7 Steps to Mastering SQL for Data Science



SQL is a standard language for storing, manipulating and retrieving data in databases. Our SQL tutorial will teach you how to use SQL in: MySQL, SQL Server, MS Access, Oracle, Sybase, Informix, Postgres, and other database systems.


SQL is used to communicate with a database. According to ANSI (American National Standards Institute), it is the standard language for relational database management systems. SQL statements are used to perform tasks such as update data on a database, or retrieve data from a database.


Step 1: SQL Basics

As a data scientist, you will be reading from databases and analyzing data to fit your use-case. You generally don’t need to create or manipulate existing databases — companies have a separate team to do this.


If you have no prior SQL knowledge whatsoever, start with this tutorial to understand what an RDBMS is.

An ERD is a structural diagram used to visualize the tables in a database and the relationship between them.

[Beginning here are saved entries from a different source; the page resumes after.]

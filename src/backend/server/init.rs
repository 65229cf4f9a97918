/**
 * Server Initialization
 *
 * Builds the running application from a resolved configuration: storage
 * directory, event channel, polling fallback, shared state, router.
 *
 * Startup fails only when the storage directory cannot be created;
 * everything after that point is in-memory wiring.
 */

use std::sync::Arc;

use axum::Router;
use tokio::sync::broadcast;

use crate::backend::error::BackendError;
use crate::backend::progress::files::FileStore;
use crate::backend::realtime::poller::{spawn_poller, WatcherStatus};
use crate::backend::routes::router::create_router;
use crate::backend::server::config::ServerConfig;
use crate::backend::server::state::AppState;
use crate::shared::event::FileChangeEvent;

/// Create and configure the Axum application
///
/// # Initialization Steps
///
/// 1. **Storage directory**: created if missing; a failure here aborts
///    startup since every endpoint needs the directory
/// 2. **Event channel**: one broadcast channel feeds every subscriber
/// 3. **Polling fallback**: background task detecting external file edits
/// 4. **State assembly**: cheaply cloneable `AppState`
/// 5. **Router**: the full `/api/progress` surface
pub async fn create_app(config: ServerConfig) -> Result<Router, BackendError> {
    tracing::info!("[Server] Initializing progress server");

    // Step 1: Create the storage directory before anything touches it
    let store = FileStore::new(&config.data_dir);
    store.ensure_dir().await?;
    tracing::info!("[Server] Progress data directory: {}", store.dir().display());
    tracing::info!("[Server] Save strategy: {}", config.strategy);

    // Step 2: Create the event broadcast channel
    let (events, _) = broadcast::channel::<FileChangeEvent>(1000);

    // Step 3: Start the polling fallback
    let watcher = WatcherStatus::new();
    spawn_poller(
        store.clone(),
        events.clone(),
        watcher.clone(),
        config.poll_interval,
    );

    // Step 4: Assemble the shared state
    let app_state = AppState {
        config: Arc::new(config),
        store,
        events,
        watcher,
    };

    // Step 5: Create the router with all routes
    Ok(create_router(app_state))
}
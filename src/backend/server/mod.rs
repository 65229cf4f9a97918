//! Server assembly
//!
//! Configuration loading, the shared application state, and startup wiring
//! for the Axum HTTP server.
//!
//! Startup flow: load `ServerConfig` from the environment, create the
//! storage directory, open the broadcast channel, spawn the polling
//! fallback, then hand the assembled state to the router.

/// Application state and `FromRef` implementations
pub mod state;

/// Configuration loading
pub mod config;

/// Server initialization
pub mod init;

pub use config::ServerConfig;
pub use init::create_app;
pub use state::AppState;
//! PathSync - Learning Progress Synchronization
//!
//! PathSync keeps learning-path progress consistent across sessions and
//! restarts: a client-side sync engine that debounces, retries, queues
//! offline work, and merges concurrent edits, plus the progress server
//! that persists documents as JSON files and streams file-change events.
//!
//! # Module Structure
//!
//! - **`shared`** - Types used on both sides of the wire
//!   - Progress documents, pending updates, API bodies, event frames
//!   - Error types and the cache checksum
//!
//! - **`engine`** - Client-side persistence pipeline
//!   - Optimistic in-memory mirror with business-rule validation
//!   - Debounced saves, retry with backoff, offline queue and replay
//!   - Conflict resolution and cross-session document fan-out
//!
//! - **`backend`** - The progress server
//!   - Axum HTTP surface under `/api/progress`
//!   - Save strategies, retention, sync stamping, NDJSON event stream
//!
//! # Usage
//!
//! Client side:
//!
//! ```rust,no_run
//! use pathsync::engine::{EngineConfig, ProgressEngine};
//! use pathsync::shared::progress::{FileKind, PendingUpdate};
//!
//! # async fn example() -> Result<(), pathsync::engine::SyncError> {
//! let engine = ProgressEngine::new(EngineConfig::new(
//!     "http://localhost:3004",
//!     FileKind::KataProgress,
//!     "rust/ownership",
//! ));
//! engine.load().await?;
//! engine
//!     .save_progress(PendingUpdate::add_to_path("rust/ownership", true))
//!     .await?;
//! # Ok(())
//! # }
//! ```
//!
//! Server side: run the `pathsync-server` binary, or assemble the router
//! with [`backend::create_app`].

/// Shared types and data structures
pub mod shared;

/// Client-side sync engine
pub mod engine;

/// Backend server-side code
pub mod backend;
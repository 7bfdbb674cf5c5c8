use ratatui::{
    layout::{Constraint, Direction, Layout, Rect},
    style::{Modifier, Style},
    text::{Line, Span},
    widgets::{Block, Borders, List, ListItem, Paragraph},
    Frame,
};

use crate::config::ColorConfig;
use crate::menu::{MenuAction, MenuItem, MenuItemKind};
use crate::tui::app::{InputMode, TuiApp};

pub fn render(frame: &mut Frame, app: &mut TuiApp, colors: &ColorConfig) {
    let chunks = Layout::default()
        .direction(Direction::Vertical)
        .constraints([
            Constraint::Length(1), // Title
            Constraint::Min(3),    // Menu
            Constraint::Length(1), // Status bar
        ])
        .split(frame.area());

    render_title(frame, app, chunks[0], colors);
    render_menu(frame, app, chunks[1], colors);
    render_status_bar(frame, app, chunks[2], colors);
}

fn render_title(frame: &mut Frame, app: &TuiApp, area: Rect, colors: &ColorConfig) {
    let title = Paragraph::new(Line::from(Span::styled(
        app.title.clone(),
        Style::default()
            .fg(colors.title)
            .add_modifier(Modifier::BOLD),
    )));
    frame.render_widget(title, area);
}

fn render_menu(frame: &mut Frame, app: &mut TuiApp, area: Rect, colors: &ColorConfig) {
    let rule_width = area.width.saturating_sub(4) as usize;
    let breadcrumb = format!(" {} ", app.breadcrumb());
    let level = app.current_mut();

    let items: Vec<ListItem> = level
        .items
        .iter()
        .map(|item| menu_line(item, rule_width, colors))
        .collect();

    let block = Block::default()
        .title(breadcrumb)
        .borders(Borders::ALL)
        .border_style(Style::default().fg(colors.border));

    let list = List::new(items)
        .block(block)
        .highlight_style(
            Style::default()
                .bg(colors.selection_bg)
                .fg(colors.selection_fg)
                .add_modifier(Modifier::BOLD),
        )
        .highlight_symbol("> ");

    frame.render_stateful_widget(list, area, &mut level.list_state);
}

fn menu_line<'a>(item: &'a MenuItem, rule_width: usize, colors: &ColorConfig) -> ListItem<'a> {
    match item.kind {
        MenuItemKind::Separator => ListItem::new("─".repeat(rule_width))
            .style(Style::default().fg(colors.separator)),
        MenuItemKind::Header => ListItem::new(item.text.as_str()).style(
            Style::default()
                .fg(colors.header)
                .add_modifier(Modifier::ITALIC),
        ),
        MenuItemKind::Normal => {
            let color = match &item.action {
                Some(MenuAction::ShowAccount { .. } | MenuAction::Follow) => colors.account,
                Some(_) => colors.post,
                None => colors.header,
            };
            let mut spans = vec![Span::styled(item.text.as_str(), Style::default().fg(color))];
            if item.has_children {
                spans.push(Span::styled(" ›", Style::default().fg(colors.separator)));
            }
            ListItem::new(Line::from(spans))
        }
    }
}

fn render_status_bar(frame: &mut Frame, app: &TuiApp, area: Rect, colors: &ColorConfig) {
    let mut style = Style::default().fg(colors.status_fg).bg(colors.status_bg);

    let status = match &app.mode {
        InputMode::Follow { input } => format!("Follow @{}█  (Enter:Follow  Esc:Cancel)", input),
        InputMode::ConfirmRemove { handle } => format!("Remove @{}? (y/n)", handle),
        InputMode::Normal if app.is_refreshing => "Refreshing...".to_string(),
        InputMode::Normal => match &app.status_message {
            Some(msg) => {
                if msg.starts_with("Error") {
                    style = style.fg(colors.error);
                }
                msg.clone()
            }
            None => "j/k:Nav  Enter:Open  Esc:Back  o:Browser  a:Follow  d:Remove  R:Refresh  q:Quit"
                .to_string(),
        },
    };

    frame.render_widget(Paragraph::new(status).style(style), area);
}
use std::cmp::Ordering;

use chrono::{DateTime, Utc};

/// Freshness order between two accounts, given the timestamp of each one's newest post.
///
/// Accounts with posts come first, later newest post first. Accounts without
/// posts fall back to reverse lexical order of handle.
pub fn freshness_cmp(
    a: &str,
    a_newest: Option<DateTime<Utc>>,
    b: &str,
    b_newest: Option<DateTime<Utc>>,
) -> Ordering {
    match (a_newest, b_newest) {
        (Some(a_time), Some(b_time)) => b_time.cmp(&a_time),
        (Some(_), None) => Ordering::Less,
        (None, Some(_)) => Ordering::Greater,
        (None, None) => b.cmp(a),
    }
}

/// Stable sort of `handles` by [`freshness_cmp`].
pub fn sort_by_freshness<F>(handles: &mut [String], newest: F)
where
    F: Fn(&str) -> Option<DateTime<Utc>>,
{
    handles.sort_by(|a, b| freshness_cmp(a, newest(a), b, newest(b)));
}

As a data scientist, when extracting data from different tables, you’d often need to refer to an ER Diagram to understand how the tables interact with each other.


After that, you can immediately start learning how to query data in SQL. I highly recommend following along to these tutorials by W3Schools to learn the following commands — SELECT, IN, WHERE, BETWEEN, AND, OR, NOT, LIKE.


WHERE

The WHERE clause can be combined with AND, OR, and NOT operators.


AND and OR

The AND and OR operators are used to filter records based on more than one condition:

  • The AND operator displays a record if all the conditions separated by AND are TRUE.

  • The OR operator displays a record if any of the conditions separated by OR is TRUE.


NOT

The NOT operator displays a record if the condition(s) is NOT TRUE.